Saved entries
-- Opening Marker --
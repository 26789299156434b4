use crate::backend::{
    settle_kill, Backend, BackendOptions, Op, UnitSpec, UnitState, UnitStatus, UnitSummary,
};
use crate::compose::{compose_path, remove_generated, ComposeArtifact, PROJECT_LABEL};
use crate::exec::{self, describe, shell_join};
use crate::playbook::{
    provision_unit, start_services, wait_until_ready, UnitShell, READINESS_ATTEMPTS,
    READINESS_INTERVAL,
};
use crate::prereq::{check_docker_prereqs, format_missing};
use crate::terminal;
use crate::workspace::translate_cwd;
use crate::BackendError;
use chrono::Utc;
use std::path::Path;
use std::process::Command;
use tracing::info;
use vm_config::Provider;

pub struct DockerBackend {
    options: BackendOptions,
}

impl DockerBackend {
    pub fn new(options: BackendOptions) -> Self {
        Self { options }
    }

    fn docker() -> Command {
        Command::new("docker")
    }

    fn compose_command(compose_file: &Path, unit: &str, args: &[&str]) -> Command {
        let mut cmd = Self::docker();
        cmd.arg("compose")
            .arg("-f")
            .arg(compose_file)
            .args(["-p", unit])
            .args(args);
        cmd
    }

    fn compose_up_command(spec: &UnitSpec) -> Command {
        Self::compose_command(&compose_path(spec), &spec.unit_name(), &["up", "-d", "--build"])
    }

    fn compose_down_command(spec: &UnitSpec) -> Command {
        let mut args = vec!["down", "--rmi", "local"];
        if !spec.config.persist_databases {
            args.push("--volumes");
        }
        Self::compose_command(&compose_path(spec), &spec.unit_name(), &args)
    }

    fn session_command(spec: &UnitSpec, dir: &str, command: &[String], tty: bool) -> Command {
        let mut cmd = Self::docker();
        cmd.arg("exec");
        if command.is_empty() {
            cmd.arg(if tty { "-it" } else { "-i" });
        }
        cmd.args(["-u", spec.config.vm.user.as_str(), "-w", dir])
            .arg(spec.unit_name());
        if command.is_empty() {
            cmd.args(["bash", "-l"]);
        } else {
            cmd.args(["bash", "-lc", shell_join(command).as_str()]);
        }
        cmd
    }

    fn exec_command(spec: &UnitSpec, command: &[String]) -> Command {
        let mut cmd = Self::docker();
        cmd.args([
            "exec",
            "-u",
            spec.config.vm.user.as_str(),
            "-w",
            spec.config.project.workspace_path.as_str(),
        ])
        .arg(spec.unit_name())
        .args(command);
        cmd
    }

    fn logs_command(spec: &UnitSpec, follow: bool) -> Command {
        let mut cmd = Self::docker();
        cmd.args(["logs", "--tail", "200"]);
        if follow {
            cmd.arg("-f");
        }
        cmd.arg(spec.unit_name());
        cmd
    }

    fn simple(verb: &str, spec: &UnitSpec) -> Command {
        let mut cmd = Self::docker();
        cmd.arg(verb).arg(spec.unit_name());
        cmd
    }

    fn inspect_command(unit: &str) -> Command {
        let mut cmd = Self::docker();
        cmd.args(["inspect", "-f", "{{.State.Status}}", unit]);
        cmd
    }

    fn list_command() -> Command {
        let mut cmd = Self::docker();
        cmd.args([
            "ps",
            "-a",
            "--filter",
            format!("label={PROJECT_LABEL}").as_str(),
            "--format",
            format!("{{{{.Names}}}}\t{{{{.State}}}}\t{{{{.Label \"{PROJECT_LABEL}\"}}}}").as_str(),
        ]);
        cmd
    }

    fn unit_state(unit: &str) -> Result<(UnitState, Option<String>), BackendError> {
        let output = exec::capture(&mut Self::inspect_command(unit))?;
        if output.status.success() {
            let raw = String::from_utf8_lossy(&output.stdout).trim().to_owned();
            return Ok((parse_container_state(&raw), Some(raw)));
        }
        let stderr = String::from_utf8_lossy(&output.stderr).to_lowercase();
        if stderr.contains("no such object") || stderr.contains("no such container") {
            return Ok((UnitState::Absent, None));
        }
        Err(BackendError::CommandFailed {
            command: describe(&Self::inspect_command(unit)),
            code: output.status.code().unwrap_or(1),
        })
    }

    fn ensure_available(&self) -> Result<(), BackendError> {
        let missing = check_docker_prereqs();
        if missing.is_empty() {
            Ok(())
        } else {
            Err(BackendError::Unavailable(format_missing(&missing)))
        }
    }

    fn shell(&self, spec: &UnitSpec) -> DockerShell {
        DockerShell {
            unit: spec.unit_name(),
        }
    }

    fn wait_ready(&self, shell: &DockerShell) -> Result<(), BackendError> {
        wait_until_ready(
            shell,
            READINESS_ATTEMPTS,
            READINESS_INTERVAL,
            &mut std::thread::sleep,
        )
    }

    fn create(&self, spec: &UnitSpec) -> Result<(), BackendError> {
        let artifact = ComposeArtifact::write(spec, &self.options)?;
        info!("building {} from {}", spec.unit_name(), artifact.path().display());
        exec::run(&mut Self::compose_up_command(spec))?;

        let shell = self.shell(spec);
        self.wait_ready(&shell)?;
        // The compose file is only needed to create the container.
        drop(artifact);
        provision_unit(&shell, spec, self.options.debug, Utc::now())
    }
}

/// Runs scripts in a container through `docker exec`.
pub struct DockerShell {
    unit: String,
}

impl DockerShell {
    fn root_command(&self, script: &str) -> Command {
        let mut cmd = Command::new("docker");
        cmd.args(["exec", "-u", "root", self.unit.as_str(), "bash", "-c", script]);
        cmd
    }
}

impl UnitShell for DockerShell {
    fn unit(&self) -> &str {
        &self.unit
    }

    fn is_ready(&self) -> bool {
        exec::probe(Command::new("docker").args(["exec", self.unit.as_str(), "true"]))
    }

    fn run_root(&self, script: &str) -> Result<i32, BackendError> {
        exec::run_code(&mut self.root_command(script))
    }

    fn copy_in(&self, local: &Path, remote: &str) -> Result<(), BackendError> {
        let mut cmd = Command::new("docker");
        cmd.arg("cp")
            .arg(local)
            .arg(format!("{}:{remote}", self.unit));
        exec::capture_ok(&mut cmd).map(drop)
    }

    fn start_service_script(&self, service: &str) -> String {
        format!("supervisorctl start {service}")
    }
}

/// Map `docker inspect` state strings onto the lifecycle states.
pub fn parse_container_state(raw: &str) -> UnitState {
    match raw {
        "running" | "restarting" => UnitState::Running,
        "created" => UnitState::Created,
        _ => UnitState::Stopped,
    }
}

/// Parse `docker ps` rows produced by the list format string.
pub fn parse_container_list(output: &str) -> Vec<UnitSummary> {
    output
        .lines()
        .filter(|line| !line.trim().is_empty())
        .map(|line| {
            let mut fields = line.split('\t');
            let name = fields.next().unwrap_or_default().trim().to_owned();
            let state = fields.next().unwrap_or_default().trim().to_owned();
            let project = fields
                .next()
                .map(str::trim)
                .filter(|p| !p.is_empty())
                .map(str::to_owned);
            UnitSummary {
                name,
                project,
                state,
            }
        })
        .collect()
}

impl Backend for DockerBackend {
    fn provider(&self) -> Provider {
        Provider::Docker
    }

    fn available(&self) -> bool {
        check_docker_prereqs().is_empty()
    }

    fn up(&self, spec: &UnitSpec) -> Result<(), BackendError> {
        self.ensure_available()?;
        let unit = spec.unit_name();
        match Self::unit_state(&unit)?.0 {
            UnitState::Running => {
                info!("{unit} is already running");
                Ok(())
            }
            UnitState::Created | UnitState::Stopped => {
                exec::run(&mut Self::simple("start", spec))?;
                let shell = self.shell(spec);
                self.wait_ready(&shell)?;
                start_services(&shell, &spec.config);
                Ok(())
            }
            UnitState::Absent => self.create(spec),
        }
    }

    fn ssh(
        &self,
        spec: &UnitSpec,
        relative_cwd: &Path,
        command: &[String],
    ) -> Result<(), BackendError> {
        let dir = translate_cwd(&spec.config.project.workspace_path, relative_cwd);
        let tty = terminal::stdin_is_terminal();
        let mut cmd = Self::session_command(spec, &dir, command, tty);
        if !command.is_empty() {
            return exec::run(&mut cmd);
        }

        let unit = spec.unit_name();
        terminal::emit_session_push(&unit, &spec.config.project.hostname);
        terminal::print_session_banner(&unit, &dir);
        let result = exec::run_attached(&mut cmd, &self.options.terminate);
        terminal::emit_session_pop();
        terminal::print_session_exit(&unit);
        result
    }

    fn halt(&self, spec: &UnitSpec) -> Result<(), BackendError> {
        exec::run(&mut Self::simple("stop", spec))
    }

    fn destroy(&self, spec: &UnitSpec) -> Result<(), BackendError> {
        let artifact = ComposeArtifact::write(spec, &self.options)?;
        exec::run(&mut Self::compose_down_command(spec))?;
        drop(artifact);
        remove_generated(&compose_path(spec));
        Ok(())
    }

    fn status(&self, spec: &UnitSpec) -> Result<UnitStatus, BackendError> {
        let unit = spec.unit_name();
        let (state, detail) = Self::unit_state(&unit)?;
        Ok(UnitStatus {
            unit,
            provider: Provider::Docker,
            state,
            detail,
        })
    }

    fn provision(&self, spec: &UnitSpec) -> Result<(), BackendError> {
        provision_unit(&self.shell(spec), spec, self.options.debug, Utc::now())
    }

    fn logs(&self, spec: &UnitSpec, follow: bool) -> Result<(), BackendError> {
        exec::run(&mut Self::logs_command(spec, follow))
    }

    fn exec(&self, spec: &UnitSpec, command: &[String]) -> Result<(), BackendError> {
        exec::run(&mut Self::exec_command(spec, command))
    }

    fn kill(&self, spec: &UnitSpec) -> Result<(), BackendError> {
        let unit = spec.unit_name();
        let attempt = exec::capture_ok(&mut Self::simple("kill", spec)).map(drop);
        settle_kill(&unit, attempt, || Ok(Self::unit_state(&unit)?.0))
    }

    fn list(&self) -> Result<Vec<UnitSummary>, BackendError> {
        let output = exec::capture_ok(&mut Self::list_command())?;
        Ok(parse_container_list(&output))
    }

    fn plan(&self, op: Op, spec: &UnitSpec) -> Vec<String> {
        let compose = compose_path(spec);
        match op {
            Op::Up => vec![
                format!("write {}", compose.display()),
                describe(&Self::compose_up_command(spec)),
                format!(
                    "wait for {} ({READINESS_ATTEMPTS} x {}s)",
                    spec.unit_name(),
                    READINESS_INTERVAL.as_secs()
                ),
                "provision with the shared playbook".to_owned(),
                format!("remove {}", compose.display()),
            ],
            Op::Ssh => vec![describe(&Self::session_command(
                spec,
                &spec.config.project.workspace_path,
                &[],
                true,
            ))],
            Op::Halt => vec![describe(&Self::simple("stop", spec))],
            Op::Destroy => vec![
                format!("write {}", compose.display()),
                describe(&Self::compose_down_command(spec)),
                format!("remove {}", compose.display()),
            ],
            Op::Status => vec![describe(&Self::inspect_command(&spec.unit_name()))],
            Op::Provision => vec!["provision with the shared playbook".to_owned()],
            Op::Logs => vec![describe(&Self::logs_command(spec, false))],
            Op::Exec => vec![describe(&Self::exec_command(spec, &[]))],
            Op::Kill => vec![describe(&Self::simple("kill", spec))],
            Op::List => vec![describe(&Self::list_command())],
        }
    }
}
-- Closing Marker --
Return all lines from the data above with "UnitStatus" in them.

> [OUTPUT FOR THIS EXERCISE]:
    settle_kill, Backend, BackendOptions, Op, UnitSpec, UnitState, UnitStatus, UnitSummary,
    fn status(&self, spec: &UnitSpec) -> Result<UnitStatus, BackendError> {
        Ok(UnitStatus {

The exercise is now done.